This will not work. There are no incentives for different groups of people to collaborate on a single shared communication standard. The incentive is for entities to keep data to themselves.
Also, this standard is too complex and unclear. Complex standards which try to bring together many different technologies under one abstraction never seem to work.
Also, universal standards are not necessarily a good thing. Decentralization with multiple competing tools and standards is good as it provides redundancy and opportunities for specialization.
They're up to 20k visible servers from about 5.5k servers in September 2018, and if you look here: https://youtu.be/1TPICntbC5w?t=1692 you can see the growth curve looks pretty good.
> Also, universal standards are not necessarily a good thing. Decentralization with multiple competing tools and standards is good
Matrix explicitly doesn't try to be "the one true standard". That's the whole idea of their bridging model: https://youtu.be/1TPICntbC5w?t=296
10M (nowadays 16.8M) is the total number of matrix IDs we can see from matrix.org based on phone-home stats from Synapse. 2M (nowadays 5.18M) is the total number of matrix rooms from Synapse.
The ratio is about what we'd expect - there's a mix of DMs, private rooms, and massive public rooms; the DMs will dominate, hence this ratio. Every conversation in Matrix happens in a "room" (even DMs), under the hood, which might be the point of confusion here.
I don't know about federation, but to me matrix hits the right spot for people that want modern chat (irc with full history & e2e encryption) in-house. I know my org is using it heavily on a custom install. I think the French government also announced some time ago some kind of adoption. I hope we can get away from whatsapp, telegram, slack and anything Google when we want.
Only things missing (to me) is a full Java API. I built one for bots and quick fleet-history-monitoring, but it's clunky...
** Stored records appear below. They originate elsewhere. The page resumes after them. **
/// SHA-256 over every row of the migrated tables in primary-key order.
fn state_digest(conn: &Connection) -> MigrateResult<String> {
    let mut hasher = Sha256::new();
    for table in MIGRATED_TABLES {
        hasher.update(table.as_bytes());
        hasher.update([0u8]);
        let order = match *table {
            "labels" => "issue_id, label",
            "dependencies" => "issue_id, depends_on_id",
            "config" => "key",
            _ => "id",
        };
        let mut stmt = conn.prepare(&format!("SELECT * FROM {} ORDER BY {}", table, order))?;
        let width = stmt.column_count();
        let mut rows = stmt.query([])?;
        while let Some(row) = rows.next()? {
            for idx in 0..width {
                match row.get_ref(idx)? {
                    ValueRef::Null => hasher.update([0xff]),
                    ValueRef::Integer(i) => hasher.update(i.to_le_bytes()),
                    ValueRef::Real(f) => hasher.update(f.to_le_bytes()),
                    ValueRef::Text(bytes) | ValueRef::Blob(bytes) => hasher.update(bytes),
                }
                hasher.update([0u8]);
            }
            hasher.update([b'\n']);
        }
    }
    Ok(hex(&hasher.finalize()))
}

fn hex(bytes: &[u8]) -> String {
    bytes.iter().map(|b| format!("{:02x}", b)).collect()
}

fn head(conn: &Connection) -> MigrateResult<Option<(String, String)>> {
    Ok(conn
        .query_row(
            "SELECT hash, state FROM commit_log ORDER BY seq DESC LIMIT 1",
            [],
            |row| Ok((row.get(0)?, row.get(1)?)),
        )
        .optional()?)
}

/// Record a commit if the tables changed since HEAD. Returns the HEAD id.
fn commit(conn: &Connection, message: &str) -> MigrateResult<String> {
    let state = state_digest(conn)?;
    let previous = head(conn)?;
    if let Some((hash, prev_state)) = &previous {
        if *prev_state == state {
            debug!(commit = %hash, "nothing to commit");
            return Ok(hash.clone());
        }
    }

    let mut hasher = Sha256::new();
    if let Some((prev_hash, _)) = &previous {
        hasher.update(prev_hash.as_bytes());
    }
    hasher.update(state.as_bytes());
    hasher.update(message.as_bytes());
    let hash = hex(&hasher.finalize());

    conn.execute(
        "INSERT INTO commit_log (hash, state, message, created_at) VALUES (?1, ?2, ?3, ?4)",
        params![hash, state, message, format_ts(&Utc::now())],
    )?;
    Ok(hash)
}

fn count(conn: &Connection, table: &str) -> MigrateResult<u64> {
    let n: i64 = conn.query_row(&format!("SELECT COUNT(*) FROM {}", table), [], |row| row.get(0))?;
    Ok(n.max(0) as u64)
}

fn issue_from_row(row: &Row<'_>) -> rusqlite::Result<Issue> {
    Ok(Issue {
        id: row.get("id")?,
        content_hash: row.get("content_hash")?,
        title: row.get("title")?,
        description: row.get("description")?,
        design: row.get("design")?,
        acceptance_criteria: row.get("acceptance_criteria")?,
        notes: row.get("notes")?,
        status: row.get("status")?,
        priority: row.get("priority")?,
        issue_type: row.get("issue_type")?,
        assignee: row.get("assignee")?,
        estimated_minutes: row.get("estimated_minutes")?,
        created_at: ts_column(row, "created_at")?,
        created_by: row.get("created_by")?,
        updated_at: ts_column(row, "updated_at")?,
        closed_at: row
            .get::<_, Option<String>>("closed_at")?
            .map(|raw| parse_ts(&raw))
            .transpose()?,
        close_reason: row.get("close_reason")?,
        external_ref: row.get("external_ref")?,
        pinned: row.get("pinned")?,
        metadata: row.get("metadata")?,
    })
}

fn dependency_from_row(row: &Row<'_>) -> rusqlite::Result<Dependency> {
    Ok(Dependency {
        issue_id: row.get("issue_id")?,
        depends_on_id: row.get("depends_on_id")?,
        dep_type: row.get("type")?,
        created_at: ts_column(row, "created_at")?,
        created_by: row.get("created_by")?,
        metadata: row.get("metadata")?,
        thread_id: row.get("thread_id")?,
        seq: row.get("seq")?,
    })
}

fn event_from_row(row: &Row<'_>) -> rusqlite::Result<Event> {
    Ok(Event {
        id: row.get("id")?,
        issue_id: row.get("issue_id")?,
        event_type: row.get("event_type")?,
        actor: row.get("actor")?,
        old_value: row.get("old_value")?,
        new_value: row.get("new_value")?,
        comment: row.get("comment")?,
        created_at: ts_column(row, "created_at")?,
    })
}
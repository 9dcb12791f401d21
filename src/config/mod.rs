//! Configuration system.
//!
//! Two kinds of configuration live here:
//!
//! - **Application settings** (`AppConfig`), merged field-by-field from
//!   embedded defaults, the project `config.yaml` in the data directory, the
//!   user `~/.config/trackdb/config.yaml`, and environment variables.
//! - **Persisted backend configuration** (`metadata.json`), which records the
//!   authoritative backend and is owned by the migration subsystem.
//!
//! ## Environment Variables
//! - `TRACKDB_CONFIG_PATH` - Explicit config file (replaces the file tiers)
//! - `TRACKDB_DATA_DIR` - Data directory (default: `./.trackdb`)
//! - `TRACKDB_USER_DIR` - User config dir
//! - `TRACKDB_SERVER_HOST` / `TRACKDB_SERVER_PORT` / `TRACKDB_SERVER_USER`
//! - `TRACKDB_SERVER_PASSWORD`
//! - `TRACKDB_BACKUP_INTERVAL_SECS`

mod loader;
mod merge;
pub mod metadata;
mod types;

pub use loader::{ConfigLoader, ConfigPaths, ConfigTier};
pub use merge::{deep_merge, deep_merge_all, merge_into};
pub use metadata::{Backend, ConfigSnapshot, DoltMode, MetadataStore, PersistedConfig};
pub use types::*;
> Decentralization with multiple competing tools and standards is good as it provides redundancy and opportunities for specialization
Strange argument. This is one of those competing, decentralised standards you are asking for. It’s not clear that fragmentation is better for chat services, even if like you say commercial interests lead to that. Would the web be better if information was spread across 10 competing incompatible versions of http/dns/html/web browser?
Also, universal standards are not necessarily a good thing. Decentralization with multiple competing tools and standards is good as it provides redundancy and opportunities for specialization.